▶ Work order
Repeat the entries word for word. Leave nothing out.

▶ Entries shown
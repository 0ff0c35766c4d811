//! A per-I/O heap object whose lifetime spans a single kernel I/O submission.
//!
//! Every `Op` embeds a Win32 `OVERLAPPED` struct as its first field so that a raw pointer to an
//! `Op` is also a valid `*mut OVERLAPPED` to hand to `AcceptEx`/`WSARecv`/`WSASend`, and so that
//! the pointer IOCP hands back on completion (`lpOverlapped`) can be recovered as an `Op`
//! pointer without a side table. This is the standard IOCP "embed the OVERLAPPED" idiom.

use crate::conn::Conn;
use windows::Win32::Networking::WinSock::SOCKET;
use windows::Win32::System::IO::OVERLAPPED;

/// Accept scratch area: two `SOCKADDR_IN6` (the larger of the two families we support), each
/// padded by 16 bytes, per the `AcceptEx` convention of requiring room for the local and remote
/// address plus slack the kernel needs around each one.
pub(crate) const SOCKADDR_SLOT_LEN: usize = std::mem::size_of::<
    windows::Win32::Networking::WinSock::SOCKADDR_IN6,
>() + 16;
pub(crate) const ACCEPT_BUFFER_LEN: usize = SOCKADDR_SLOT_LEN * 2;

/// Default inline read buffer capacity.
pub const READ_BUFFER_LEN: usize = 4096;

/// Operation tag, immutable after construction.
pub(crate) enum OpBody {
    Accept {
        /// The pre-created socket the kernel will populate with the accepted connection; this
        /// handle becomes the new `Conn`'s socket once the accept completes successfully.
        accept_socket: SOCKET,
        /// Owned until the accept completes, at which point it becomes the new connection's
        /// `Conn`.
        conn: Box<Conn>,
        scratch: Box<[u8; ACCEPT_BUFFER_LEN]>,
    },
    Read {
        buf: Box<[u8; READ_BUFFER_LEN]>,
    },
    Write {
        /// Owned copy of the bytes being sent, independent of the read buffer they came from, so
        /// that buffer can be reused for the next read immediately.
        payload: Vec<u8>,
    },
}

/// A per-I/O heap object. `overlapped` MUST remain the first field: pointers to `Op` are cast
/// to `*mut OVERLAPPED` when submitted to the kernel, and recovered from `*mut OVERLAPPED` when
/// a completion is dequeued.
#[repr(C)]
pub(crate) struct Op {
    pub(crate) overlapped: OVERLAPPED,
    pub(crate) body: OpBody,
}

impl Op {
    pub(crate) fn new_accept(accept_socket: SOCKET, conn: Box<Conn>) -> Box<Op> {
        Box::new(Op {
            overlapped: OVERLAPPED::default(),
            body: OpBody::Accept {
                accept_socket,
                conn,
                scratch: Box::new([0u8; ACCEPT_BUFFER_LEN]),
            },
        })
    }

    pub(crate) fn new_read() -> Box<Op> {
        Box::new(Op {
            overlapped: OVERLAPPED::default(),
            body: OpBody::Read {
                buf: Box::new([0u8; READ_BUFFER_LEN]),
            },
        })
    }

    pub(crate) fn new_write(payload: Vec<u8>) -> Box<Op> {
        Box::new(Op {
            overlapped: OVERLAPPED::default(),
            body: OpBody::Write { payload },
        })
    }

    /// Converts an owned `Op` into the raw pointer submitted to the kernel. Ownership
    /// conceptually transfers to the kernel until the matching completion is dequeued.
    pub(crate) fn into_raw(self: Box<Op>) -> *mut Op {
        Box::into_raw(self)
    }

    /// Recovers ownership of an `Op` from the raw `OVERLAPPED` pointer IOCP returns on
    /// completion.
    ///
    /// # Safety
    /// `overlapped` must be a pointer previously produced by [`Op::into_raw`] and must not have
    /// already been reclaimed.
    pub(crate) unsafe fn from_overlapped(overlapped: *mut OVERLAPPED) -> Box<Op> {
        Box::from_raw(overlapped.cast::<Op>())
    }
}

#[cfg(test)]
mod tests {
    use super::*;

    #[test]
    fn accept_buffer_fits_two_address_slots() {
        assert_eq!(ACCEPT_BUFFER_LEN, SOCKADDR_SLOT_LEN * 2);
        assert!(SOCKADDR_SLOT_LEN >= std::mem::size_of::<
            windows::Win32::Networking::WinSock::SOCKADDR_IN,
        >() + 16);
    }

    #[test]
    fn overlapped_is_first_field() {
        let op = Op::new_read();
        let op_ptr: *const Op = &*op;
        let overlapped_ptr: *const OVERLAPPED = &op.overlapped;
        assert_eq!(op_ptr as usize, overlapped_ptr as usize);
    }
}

▶ Solution for this exercise
repository 0ff0c35766c4d811
//! A per-I/O heap object whose lifetime spans a single kernel I/O submission.
//!
//! Every `Op` embeds a Win32 `OVERLAPPED` struct as its first field so that a raw pointer to an
//! `Op` is also a valid `*mut OVERLAPPED` to hand to `AcceptEx`/`WSARecv`/`WSASend`, and so that
//! the pointer IOCP hands back on completion (`lpOverlapped`) can be recovered as an `Op`
//! pointer without a side table. This is the standard IOCP "embed the OVERLAPPED" idiom.

use crate::conn::Conn;
use windows::Win32::Networking::WinSock::SOCKET;
use windows::Win32::System::IO::OVERLAPPED;

/// Accept scratch area: two `SOCKADDR_IN6` (the larger of the two families we support), each
/// padded by 16 bytes, per the `AcceptEx` convention of requiring room for the local and remote
/// address plus slack the kernel needs around each one.
pub(crate) const SOCKADDR_SLOT_LEN: usize = std::mem::size_of::<
    windows::Win32::Networking::WinSock::SOCKADDR_IN6,
>() + 16;
pub(crate) const ACCEPT_BUFFER_LEN: usize = SOCKADDR_SLOT_LEN * 2;

/// Default inline read buffer capacity.
pub const READ_BUFFER_LEN: usize = 4096;

/// Operation tag, immutable after construction.
pub(crate) enum OpBody {
    Accept {
        /// The pre-created socket the kernel will populate with the accepted connection; this
        /// handle becomes the new `Conn`'s socket once the accept completes successfully.
        accept_socket: SOCKET,
        /// Owned until the accept completes, at which point it becomes the new connection's
        /// `Conn`.
        conn: Box<Conn>,
        scratch: Box<[u8; ACCEPT_BUFFER_LEN]>,
    },
    Read {
        buf: Box<[u8; READ_BUFFER_LEN]>,
    },
    Write {
        /// Owned copy of the bytes being sent, independent of the read buffer they came from, so
        /// that buffer can be reused for the next read immediately.
        payload: Vec<u8>,
    },
}

/// A per-I/O heap object. `overlapped` MUST remain the first field: pointers to `Op` are cast
/// to `*mut OVERLAPPED` when submitted to the kernel, and recovered from `*mut OVERLAPPED` when
/// a completion is dequeued.
#[repr(C)]
pub(crate) struct Op {
    pub(crate) overlapped: OVERLAPPED,
    pub(crate) body: OpBody,
}

impl Op {
    pub(crate) fn new_accept(accept_socket: SOCKET, conn: Box<Conn>) -> Box<Op> {
        Box::new(Op {
            overlapped: OVERLAPPED::default(),
            body: OpBody::Accept {
                accept_socket,
                conn,
                scratch: Box::new([0u8; ACCEPT_BUFFER_LEN]),
            },
        })
    }

    pub(crate) fn new_read() -> Box<Op> {
        Box::new(Op {
            overlapped: OVERLAPPED::default(),
            body: OpBody::Read {
                buf: Box::new([0u8; READ_BUFFER_LEN]),
            },
        })
    }

    pub(crate) fn new_write(payload: Vec<u8>) -> Box<Op> {
        Box::new(Op {
            overlapped: OVERLAPPED::default(),
            body: OpBody::Write { payload },
        })
    }

    /// Converts an owned `Op` into the raw pointer submitted to the kernel. Ownership
    /// conceptually transfers to the kernel until the matching completion is dequeued.
    pub(crate) fn into_raw(self: Box<Op>) -> *mut Op {
        Box::into_raw(self)
    }

    /// Recovers ownership of an `Op` from the raw `OVERLAPPED` pointer IOCP returns on
    /// completion.
    ///
    /// # Safety
    /// `overlapped` must be a pointer previously produced by [`Op::into_raw`] and must not have
    /// already been reclaimed.
    pub(crate) unsafe fn from_overlapped(overlapped: *mut OVERLAPPED) -> Box<Op> {
        Box::from_raw(overlapped.cast::<Op>())
    }
}

#[cfg(test)]
mod tests {
    use super::*;

    #[test]
    fn accept_buffer_fits_two_address_slots() {
        assert_eq!(ACCEPT_BUFFER_LEN, SOCKADDR_SLOT_LEN * 2);
        assert!(SOCKADDR_SLOT_LEN >= std::mem::size_of::<
            windows::Win32::Networking::WinSock::SOCKADDR_IN,
        >() + 16);
    }

    #[test]
    fn overlapped_is_first_field() {
        let op = Op::new_read();
        let op_ptr: *const Op = &*op;
        let overlapped_ptr: *const OVERLAPPED = &op.overlapped;
        assert_eq!(op_ptr as usize, overlapped_ptr as usize);
    }
}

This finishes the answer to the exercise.